Sure, the Mondays made music, some of it terrific. Their first three albums proffered a lairy agglomeration of funk, guitar-pop, rock and dance music, a sound that slotted in with Factory Records' second incarnation as the crucible of "Madchester". Ryder's stream-of-semi-consciousness lyrics transformed this groovy soup into something exceptional.
But the rest of the time (well, most of the time, really) they were party animals, petty thieves (aka "sneaks"), drug dealers, touts and bootleggers (often of their own tickets, gigs and merchandise) with moral compasses so banjaxed they spun like Wurlitzers. Nowadays, they might have been called feral.
Needless to say, being that shameless was a huge part of the Mondays' appeal. The band updated rock'n'roll's class-defying, outlaw discourse for a new era – the ecstasy-fuelled, post-Thatcherite 90s-cusp free-for-all. There are countless accounts of this period already out there; what distinguishes Ryder's is the fact that it's finally coming out of the horse's mouth (with Observer scribe Luke Bainbridge acting as horse whisperer). Anyone coming to Ryder as the lovable rogue who tucked into crocodile penis and bickered with Gillian McKeith on I'm a Celebrity… should have some smelling salts of their own to hand when they crack the spine.
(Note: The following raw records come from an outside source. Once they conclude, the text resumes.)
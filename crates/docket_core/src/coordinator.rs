//! One transaction attempt: tracked reads and the final commit.

use crate::database::{DocumentTransaction, Query};
use crate::document::{creatable, Snapshot};
use crate::error::CoreResult;
use crate::operation::OpType;
use crate::path::DocumentPath;
use crate::repository::RepositorySet;
use crate::tracker::ChangeTracker;
use tracing::{debug, trace};

/// Counts of the writes a commit issued.
#[derive(Debug, Clone, Copy, Default, PartialEq, Eq)]
pub struct CommitSummary {
    /// Documents created.
    pub created: usize,
    /// Documents merge-written.
    pub updated: usize,
    /// Documents deleted.
    pub deleted: usize,
    /// Updates dropped because nothing changed.
    pub skipped: usize,
}

impl CommitSummary {
    /// Total number of writes issued.
    pub fn writes(&self) -> usize {
        self.created + self.updated + self.deleted
    }
}

/// Routes reads of one attempt through a [`ChangeTracker`] and turns the
/// registered repositories' entities into minimal writes.
pub struct TransactionCoordinator<'a> {
    tx: &'a mut dyn DocumentTransaction,
    tracker: &'a mut ChangeTracker,
}

impl<'a> TransactionCoordinator<'a> {
    /// Wraps a transaction attempt. The tracker should be empty.
    pub fn new(tx: &'a mut dyn DocumentTransaction, tracker: &'a mut ChangeTracker) -> Self {
        Self { tx, tracker }
    }

    /// Reads one document and tracks what was seen.
    ///
    /// # Errors
    ///
    /// Propagates database failures. A missing document is not an error.
    pub fn get(&mut self, path: &DocumentPath) -> CoreResult<Snapshot> {
        let snapshot = self.tx.get(path)?;
        self.tracker.track(&snapshot.path, snapshot.data());
        Ok(snapshot)
    }

    /// Runs a query and tracks every returned document.
    ///
    /// # Errors
    ///
    /// Propagates database failures.
    pub fn query(&mut self, query: &Query) -> CoreResult<Vec<Snapshot>> {
        let snapshots = self.tx.query(query)?;
        for snapshot in &snapshots {
            self.tracker.track(&snapshot.path, snapshot.data());
        }
        Ok(snapshots)
    }

    /// Returns the tracker of this attempt.
    pub fn tracker(&self) -> &ChangeTracker {
        self.tracker
    }

    /// Issues every pending operation of `repos`.
    ///
    /// Creates and deletes are unconditional. Updates are diffed against the
    /// tracked reads and skipped when nothing changed.
    ///
    /// # Errors
    ///
    /// The first failing write aborts the commit; the caller must discard
    /// the attempt.
    pub fn commit<R: RepositorySet + ?Sized>(&mut self, repos: &R) -> CoreResult<CommitSummary> {
        let mut summary = CommitSummary::default();

        for op in repos.all_operations()? {
            trace!(op = ?op.op_type, path = %op.target, "issuing operation");
            match op.op_type {
                OpType::Create => {
                    self.tx.create(&op.target, creatable(op.data))?;
                    summary.created += 1;
                }
                OpType::Delete => {
                    self.tx.delete(&op.target)?;
                    summary.deleted += 1;
                }
                OpType::Update => match self.tracker.diff(&op.target, &op.data) {
                    Some(patch) => {
                        self.tx.merge(&op.target, patch)?;
                        summary.updated += 1;
                    }
                    None => summary.skipped += 1,
                },
            }
        }

        debug!(
            created = summary.created,
            updated = summary.updated,
            deleted = summary.deleted,
            skipped = summary.skipped,
            "operations issued"
        );
        Ok(summary)
    }
}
As Ryder tells it, the Mondays really did deal Es from an alcove in the Hacienda until the club was full every night and an entire nation was hooked. Loved-up hooligans have become the stuff of cliche, but Ryder enthrallingly describes the ethnography of the time, of various Mancunian criminal factions ending their blood feuds over the pills, and squaddies hugging and repudiating war. He saves his most lyrical chemical recollections, though, for youthful night-time walks on acid with Bez, the band's dancer and, latterly, Celebrity Big Brother winner. "You would develop this night time vision with weird trails and then BANG! It's daylight and you're soaked in glorious Technicolor. As dawn approached we would be waiting for the sunrise, waiting for those colours to just overwhelm us." Their first rocks of crack in New York? "Ffffuuuuuuucckkin heeeeeeeeeeellll." Cold turkey with Naltrexone implants? "I was actually begging Tom [Bruggen, Ryder associate and film-maker] to punch me and knock me flat out, because I knew that was the only way to get some respite from it."
Every autobiography wants to set the record straight – if that is the right phrase here, given the dodgy dealings littering every page. Ryder would never have been seen dead, he tells us, in the Joe Bloggs top his character wore in Michael Winterbottom's cinematic re-creation of the era, 24 Hour Party People.
Legend has it that Ryder held hostage the master tapes of the Mondays' ill-fated fourth album, Yes Please, extorting money from Factory and putting the label on the path to bankruptcy. The band were recording in Barbados in an effort to keep Ryder away from heroin. (The island was, instead, awash with cheap crack.) Ryder says he only agreed to the scam so that Yes Please's producers, Chris Frantz and Tina Weymouth, would get paid, since Factory was already in freefall. "Really, my loyalty should have been to [Factory boss] Tony [Wilson] and Factory," he notes.
Ryder's charm has always lain in the disjunction between his two personae – scumbag and seer. But even after rehab and therapy, he doesn't really do rueful. He does feel bad about a few things – crying at Wilson's hospital bedside, not being around when his eldest children were little. Towards the end of the book, he describes the lost years of emotional deep freeze from which he is still emerging. Sometimes, though, Twisting My Melon seems to pass in an almost banal litany of pharmacologically inspired misdemeanours, recounted matter-of-factly, without particular glee or regret.
The best thing about the book is its unstinting candour. The Mondays throw their manager, Nathan McGough (son of the poet Roger), in the bath and beat him with pillowcases full of soap bars after he is robbed of £1,000 of the band's money. Years later, Ryder's new band, Black Grape, catch some opportunistic sneak trying to rob their tour bus. They take him hostage and threaten to drown him until he is incontinently pleading for his life on a beach. Ryder is justifiably bullish about his contribution to the Mondays sound and about his second coming as Black Grape. But unlike most musicians' autobiographies, there aren't enough passages here about Ryder's love for music. Regrettably, too, you only get fleeting glimpses of the surreal poetics that made Ryder the dissolute bard of baggy. But then, Ryder's gift probably isn't the kind that lends itself to the cold light of anything. And so this sober chronology of a life lived indulgently leaves you craving something more.